En marge du texte latin, on a inséré, dans une écriture plus fine et à peine visible, d’étonnantes instructions pour l’enlumineur (49r), données en dialecte vénitien.
Nous apprenons, par exemple, qu’il fallait peindre le roi des Troyens « in lo so palazzo in una gran sala » et « con le gran barbe ».
La consigne est respectée dans les illustrations : à travers les colonnes d’un palais à l’allure gothique on découvre le barbu Priam en train de donner ses ordres aux Troyens (49r).
En lisant ces consignes – inscrites peut-être par le chef d’atelier chargé de la relecture et de la distribution du travail – on a l’impression que le manuscrit prend forme sous nos yeux.
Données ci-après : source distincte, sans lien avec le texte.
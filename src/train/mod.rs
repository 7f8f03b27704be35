//! Model training
//!
//! Sets up the dual problem of each SVM formulation, runs the SMO solver,
//! and assembles the resulting [`Model`]. Classification is decomposed
//! one-vs-one: every pair of classes gets its own binary sub-problem, and
//! support vectors shared between pairs are stored once.

use crate::core::{FeatureVector, Parameters, Problem, Result, SvmType};
use crate::kernel::KernelFunction;
use crate::model::Model;
use crate::probability;
use crate::solver::{
    OneClassQ, SmoSolver, SolutionInfo, SolverConfig, SolverVariant, SvcQ, SvrQ,
};
use log::{debug, info, warn};

/// Samples grouped by class, classes in order of first appearance
#[derive(Debug, Clone, PartialEq)]
pub struct ClassGroups {
    pub labels: Vec<f64>,
    pub counts: Vec<usize>,
    /// Offset of each class in `perm`
    pub start: Vec<usize>,
    /// Sample positions ordered by class, problem order within a class
    pub perm: Vec<usize>,
}

impl ClassGroups {
    pub fn nr_class(&self) -> usize {
        self.labels.len()
    }

    /// Positions of the samples of class `c`
    pub fn members(&self, c: usize) -> &[usize] {
        &self.perm[self.start[c]..self.start[c] + self.counts[c]]
    }
}

/// Group labels by exact value in order of first appearance
pub fn group_classes(labels: &[f64]) -> ClassGroups {
    let mut distinct: Vec<f64> = Vec::new();
    let mut counts: Vec<usize> = Vec::new();
    let mut class_of = Vec::with_capacity(labels.len());

    for &y in labels {
        match distinct.iter().position(|&d| d == y) {
            Some(c) => {
                counts[c] += 1;
                class_of.push(c);
            }
            None => {
                class_of.push(distinct.len());
                distinct.push(y);
                counts.push(1);
            }
        }
    }

    let mut start = vec![0; distinct.len()];
    for c in 1..distinct.len() {
        start[c] = start[c - 1] + counts[c - 1];
    }

    let mut next = start.clone();
    let mut perm = vec![0; labels.len()];
    for (i, &c) in class_of.iter().enumerate() {
        perm[next[c]] = i;
        next[c] += 1;
    }

    ClassGroups {
        labels: distinct,
        counts,
        start,
        perm,
    }
}

/// Train a model after validating the parameters
pub fn train(problem: &Problem, param: &Parameters) -> Result<Model> {
    param.validate(problem)?;
    Ok(train_unchecked(problem, param))
}

/// Train without validation; used for the sub-problems of cross-validation
/// and calibration, which inherit already validated parameters
pub(crate) fn train_unchecked(problem: &Problem, param: &Parameters) -> Model {
    if param.svm_type.is_classification() {
        train_classification(problem, param)
    } else {
        train_single(problem, param)
    }
}

/// Coefficients and bias of one decision function
struct DecisionFunction {
    alpha: Vec<f64>,
    rho: f64,
}

fn solver_config(param: &Parameters, cp: f64, cn: f64) -> SolverConfig {
    SolverConfig {
        cp,
        cn,
        eps: param.eps,
        shrinking: param.shrinking,
    }
}

fn solve_c_svc(
    x: &[&FeatureVector],
    y: &[i8],
    param: &Parameters,
    cp: f64,
    cn: f64,
) -> (Vec<f64>, SolutionInfo) {
    let l = x.len();
    let kernel = KernelFunction::from_parameters(param);
    let mut q = SvcQ::new(x.to_vec(), y, kernel, param.cache_bytes());
    let (mut alpha, info) = SmoSolver::new(
        &mut q,
        SolverVariant::Standard,
        solver_config(param, cp, cn),
        vec![-1.0; l],
        y.to_vec(),
        vec![0.0; l],
    )
    .solve();

    for (a, &s) in alpha.iter_mut().zip(y) {
        *a *= f64::from(s);
    }
    (alpha, info)
}

fn solve_nu_svc(x: &[&FeatureVector], y: &[i8], param: &Parameters) -> (Vec<f64>, SolutionInfo) {
    let l = x.len();
    let mut sum_pos = param.nu * l as f64 / 2.0;
    let mut sum_neg = sum_pos;
    let init: Vec<f64> = y
        .iter()
        .map(|&s| {
            let remaining = if s == 1 { &mut sum_pos } else { &mut sum_neg };
            let a = remaining.min(1.0);
            *remaining -= a;
            a
        })
        .collect();

    let kernel = KernelFunction::from_parameters(param);
    let mut q = SvcQ::new(x.to_vec(), y, kernel, param.cache_bytes());
    let (mut alpha, mut info) = SmoSolver::new(
        &mut q,
        SolverVariant::Nu,
        solver_config(param, 1.0, 1.0),
        vec![0.0; l],
        y.to_vec(),
        init,
    )
    .solve();

    let r = info.r;
    debug!("C = {}", 1.0 / r);
    for (a, &s) in alpha.iter_mut().zip(y) {
        *a *= f64::from(s) / r;
    }
    info.rho /= r;
    info.obj /= r * r;
    info.upper_bound_p = 1.0 / r;
    info.upper_bound_n = 1.0 / r;
    (alpha, info)
}

fn solve_one_class(x: &[&FeatureVector], param: &Parameters) -> (Vec<f64>, SolutionInfo) {
    let l = x.len();
    let total = param.nu * l as f64;
    let n = (total as usize).min(l);
    let mut init = vec![0.0; l];
    init[..n].iter_mut().for_each(|a| *a = 1.0);
    if n < l {
        init[n] = total - n as f64;
    }

    let kernel = KernelFunction::from_parameters(param);
    let mut q = OneClassQ::new(x.to_vec(), kernel, param.cache_bytes());
    SmoSolver::new(
        &mut q,
        SolverVariant::Standard,
        solver_config(param, 1.0, 1.0),
        vec![0.0; l],
        vec![1; l],
        init,
    )
    .solve()
}

/// Sign layout shared by both regression formulations: variable `i` is
/// alpha_i (+1), variable `i + l` is alpha*_i (-1)
fn svr_signs(l: usize) -> Vec<i8> {
    (0..2 * l).map(|k| if k < l { 1 } else { -1 }).collect()
}

fn fold_svr_alphas(alpha2: &[f64], l: usize) -> Vec<f64> {
    (0..l).map(|i| alpha2[i] - alpha2[i + l]).collect()
}

fn solve_epsilon_svr(
    x: &[&FeatureVector],
    targets: &[f64],
    param: &Parameters,
) -> (Vec<f64>, SolutionInfo) {
    let l = x.len();
    let linear_term: Vec<f64> = targets
        .iter()
        .map(|&t| param.p - t)
        .chain(targets.iter().map(|&t| param.p + t))
        .collect();

    let kernel = KernelFunction::from_parameters(param);
    let mut q = SvrQ::new(x.to_vec(), kernel, param.cache_bytes());
    let (alpha2, info) = SmoSolver::new(
        &mut q,
        SolverVariant::Standard,
        solver_config(param, param.c, param.c),
        linear_term,
        svr_signs(l),
        vec![0.0; 2 * l],
    )
    .solve();

    (fold_svr_alphas(&alpha2, l), info)
}

fn solve_nu_svr(
    x: &[&FeatureVector],
    targets: &[f64],
    param: &Parameters,
) -> (Vec<f64>, SolutionInfo) {
    let l = x.len();
    let c = param.c;
    let mut sum = c * param.nu * l as f64 / 2.0;
    let mut init = vec![0.0; 2 * l];
    for i in 0..l {
        let a = sum.min(c);
        init[i] = a;
        init[i + l] = a;
        sum -= a;
    }
    let linear_term: Vec<f64> = targets
        .iter()
        .map(|&t| -t)
        .chain(targets.iter().copied())
        .collect();

    let kernel = KernelFunction::from_parameters(param);
    let mut q = SvrQ::new(x.to_vec(), kernel, param.cache_bytes());
    let (alpha2, info) = SmoSolver::new(
        &mut q,
        SolverVariant::Nu,
        solver_config(param, c, c),
        linear_term,
        svr_signs(l),
        init,
    )
    .solve();

    debug!("epsilon = {}", -info.r);
    (fold_svr_alphas(&alpha2, l), info)
}

/// Solve one sub-problem
///
/// `targets` are ±1 for classification and the regression targets for
/// SVR; one-class ignores them.
fn train_one(
    x: &[&FeatureVector],
    targets: &[f64],
    param: &Parameters,
    cp: f64,
    cn: f64,
) -> DecisionFunction {
    let signs = || -> Vec<i8> { targets.iter().map(|&t| if t > 0.0 { 1 } else { -1 }).collect() };
    let (alpha, info) = match param.svm_type {
        SvmType::CSvc => solve_c_svc(x, &signs(), param, cp, cn),
        SvmType::NuSvc => solve_nu_svc(x, &signs(), param),
        SvmType::OneClass => solve_one_class(x, param),
        SvmType::EpsilonSvr => solve_epsilon_svr(x, targets, param),
        SvmType::NuSvr => solve_nu_svr(x, targets, param),
    };

    debug!("obj = {}, rho = {}", info.obj, info.rho);

    let mut n_sv = 0;
    let mut n_bsv = 0;
    for (i, a) in alpha.iter().enumerate() {
        if a.abs() > 0.0 {
            n_sv += 1;
            let bound = if targets.get(i).map_or(true, |&t| t > 0.0) {
                info.upper_bound_p
            } else {
                info.upper_bound_n
            };
            if a.abs() >= bound {
                n_bsv += 1;
            }
        }
    }
    debug!("nSV = {n_sv}, nBSV = {n_bsv}");

    DecisionFunction {
        alpha,
        rho: info.rho,
    }
}

/// One-class and regression: a single decision function over all samples
fn train_single(problem: &Problem, param: &Parameters) -> Model {
    let x: Vec<&FeatureVector> = problem.vectors.iter().collect();
    let f = train_one(&x, &problem.labels, param, 0.0, 0.0);

    let mut support_vectors = Vec::new();
    let mut coef = Vec::new();
    let mut sv_indices = Vec::new();
    for (i, &a) in f.alpha.iter().enumerate() {
        if a.abs() > 0.0 {
            support_vectors.push(problem.vectors[i].clone());
            coef.push(a);
            sv_indices.push(i + 1);
        }
    }
    info!("Total nSV = {}", support_vectors.len());

    let mut model = Model {
        param: param.clone(),
        nr_class: 2,
        labels: Vec::new(),
        n_sv: Vec::new(),
        support_vectors,
        sv_coef: vec![coef],
        rho: vec![f.rho],
        prob_a: Vec::new(),
        prob_b: Vec::new(),
        prob_density_marks: Vec::new(),
        sv_indices,
    };

    if param.probability {
        match param.svm_type {
            SvmType::EpsilonSvr | SvmType::NuSvr => {
                model.prob_a = vec![probability::svr_probability(problem, param)];
            }
            SvmType::OneClass => {
                if let Some(marks) = probability::one_class_density_marks(problem, &model) {
                    model.prob_density_marks = marks;
                }
            }
            SvmType::CSvc | SvmType::NuSvc => {}
        }
    }

    model
}

/// Per-class C after applying the weight table
fn weighted_c(param: &Parameters, groups: &ClassGroups) -> Vec<f64> {
    let mut weighted = vec![param.c; groups.nr_class()];
    for &(label, weight) in &param.class_weights {
        match groups.labels.iter().position(|&l| l == label) {
            Some(c) => weighted[c] *= weight,
            None => warn!("class label {label} specified in weight is not found"),
        }
    }
    weighted
}

fn train_classification(problem: &Problem, param: &Parameters) -> Model {
    let groups = group_classes(&problem.labels);
    let nr_class = groups.nr_class();
    if nr_class == 1 {
        warn!("training data in only one class");
    }

    // samples reordered so each class is contiguous
    let x: Vec<&FeatureVector> = groups.perm.iter().map(|&i| &problem.vectors[i]).collect();
    let l = x.len();
    let weighted = weighted_c(param, &groups);

    let mut nonzero = vec![false; l];
    let n_pairs = nr_class * nr_class.saturating_sub(1) / 2;
    let mut decisions = Vec::with_capacity(n_pairs);
    let mut prob_a = Vec::new();
    let mut prob_b = Vec::new();

    for i in 0..nr_class {
        for j in i + 1..nr_class {
            let (si, ci) = (groups.start[i], groups.counts[i]);
            let (sj, cj) = (groups.start[j], groups.counts[j]);

            let sub_x: Vec<&FeatureVector> =
                x[si..si + ci].iter().chain(&x[sj..sj + cj]).copied().collect();
            let mut sub_y = vec![1.0; ci];
            sub_y.extend(std::iter::repeat(-1.0).take(cj));

            if param.probability {
                let (a, b) =
                    probability::binary_svc_probability(&sub_x, &sub_y, param, weighted[i], weighted[j]);
                prob_a.push(a);
                prob_b.push(b);
            }

            let f = train_one(&sub_x, &sub_y, param, weighted[i], weighted[j]);
            for k in 0..ci {
                if f.alpha[k].abs() > 0.0 {
                    nonzero[si + k] = true;
                }
            }
            for k in 0..cj {
                if f.alpha[ci + k].abs() > 0.0 {
                    nonzero[sj + k] = true;
                }
            }
            decisions.push(f);
        }
    }

    let n_sv: Vec<usize> = (0..nr_class)
        .map(|c| {
            (groups.start[c]..groups.start[c] + groups.counts[c])
                .filter(|&k| nonzero[k])
                .count()
        })
        .collect();
    let total_sv: usize = n_sv.iter().sum();
    info!("Total nSV = {total_sv}");

    let mut support_vectors = Vec::with_capacity(total_sv);
    let mut sv_indices = Vec::with_capacity(total_sv);
    for k in (0..l).filter(|&k| nonzero[k]) {
        support_vectors.push(x[k].clone());
        sv_indices.push(groups.perm[k] + 1);
    }

    let mut nz_start = vec![0; nr_class];
    for c in 1..nr_class {
        nz_start[c] = nz_start[c - 1] + n_sv[c - 1];
    }

    // pair (i, j): class i coefficients go to row j-1, class j to row i
    let mut sv_coef = vec![vec![0.0; total_sv]; nr_class.saturating_sub(1)];
    let mut p = 0;
    for i in 0..nr_class {
        for j in i + 1..nr_class {
            let (si, ci) = (groups.start[i], groups.counts[i]);
            let (sj, cj) = (groups.start[j], groups.counts[j]);
            let alpha = &decisions[p].alpha;

            let mut q = nz_start[i];
            for k in (0..ci).filter(|&k| nonzero[si + k]) {
                sv_coef[j - 1][q] = alpha[k];
                q += 1;
            }
            let mut q = nz_start[j];
            for k in (0..cj).filter(|&k| nonzero[sj + k]) {
                sv_coef[i][q] = alpha[ci + k];
                q += 1;
            }
            p += 1;
        }
    }

    Model {
        param: param.clone(),
        nr_class,
        labels: groups.labels,
        n_sv,
        support_vectors,
        sv_coef,
        rho: decisions.iter().map(|d| d.rho).collect(),
        prob_a,
        prob_b,
        prob_density_marks: Vec::new(),
        sv_indices,
    }
}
Comme beaucoup d’autres au Moyen Age, ce récit raconte les principaux épisodes de la guerre de Troie et même au-delà, jusqu’à la vengeance d’Oreste, d’après des sources postérieures à Homère (notamment Le Roman de Troie).
Quelque 187 miniatures accompagnent le texte de ce manuscrit calligraphié dans une écriture de chancellerie.
Plus d’un siècle après sa composition par le juge sicilien Guido delle Colonne, le récit est toujours copié par des juristes italiens.
Les scènes enluminées adoptent, pour partie, une iconographie résolument vénitienne.
Voyez ce grand conseil de guerre des Troyens: ils préparent leur défense depuis le balcon du … palais des Doges de Venise (18v) !
La construction du palais ducal tel que nous le connaissons aujourd’hui ayant débuté vers 1340, il faut imaginer l’état d’esprit de l’enlumineur qui, autour de 1370, dessine les colonnes et les arcs trilobés de ce qui devait être alors un édifice tout neuf.
Ce déplacement de la guerre de Troie dans la lagune et d’un âge à l’autre n’ont rien de surprenant.
Selon une vieille légende reprise tout au long du Moyen Age, Venise aurait été fondée par Antenor, beau-frère de Priam.
Tout comme Rome devait son existence au Troyen Enée, Venise allait chercher, à la même source, de nobles origines.
Pourtant, le miniaturiste fait aussi un effort de dépaysement pour illustrer le texte de Guido.
Il était habituel, dans la tradition iconographique médiévale, de représenter le troyen Pâris avec un bonnet phrygien pour marquer son altérité et son exotisme.
La même consigne est respectée dans ce manuscrit qui montre les Troyens affublés de coiffes pointues, allongées et courbées.
Mais il y a plus : certains des Troyens sont couverts de turbans, ou de chapeaux mongols (18v), tandis que les héros grecs ont toujours des chapeaux byzantins aux grands bords (34r).
Si le décor architectural est vénitien, les guerriers viennent d’un autre monde, oriental et exotique.
Cette connaissance des modes vestimentaires orientales confirme une fois de plus le rôle pivotal de la République Sérénissime dans les échanges de l’Occident chrétien avec le Proche-Orient.
À part la calligraphie du copiste, les consignes pour l’enlumineur, puis les expérimentations de celui-ci, on trouve dans le manuscrit d’autres interventions de lecteurs plus tardifs: le début de l’Ave Maria, quelques lignes en hébreu (une note de mise en gage) et plusieurs vers amoureux.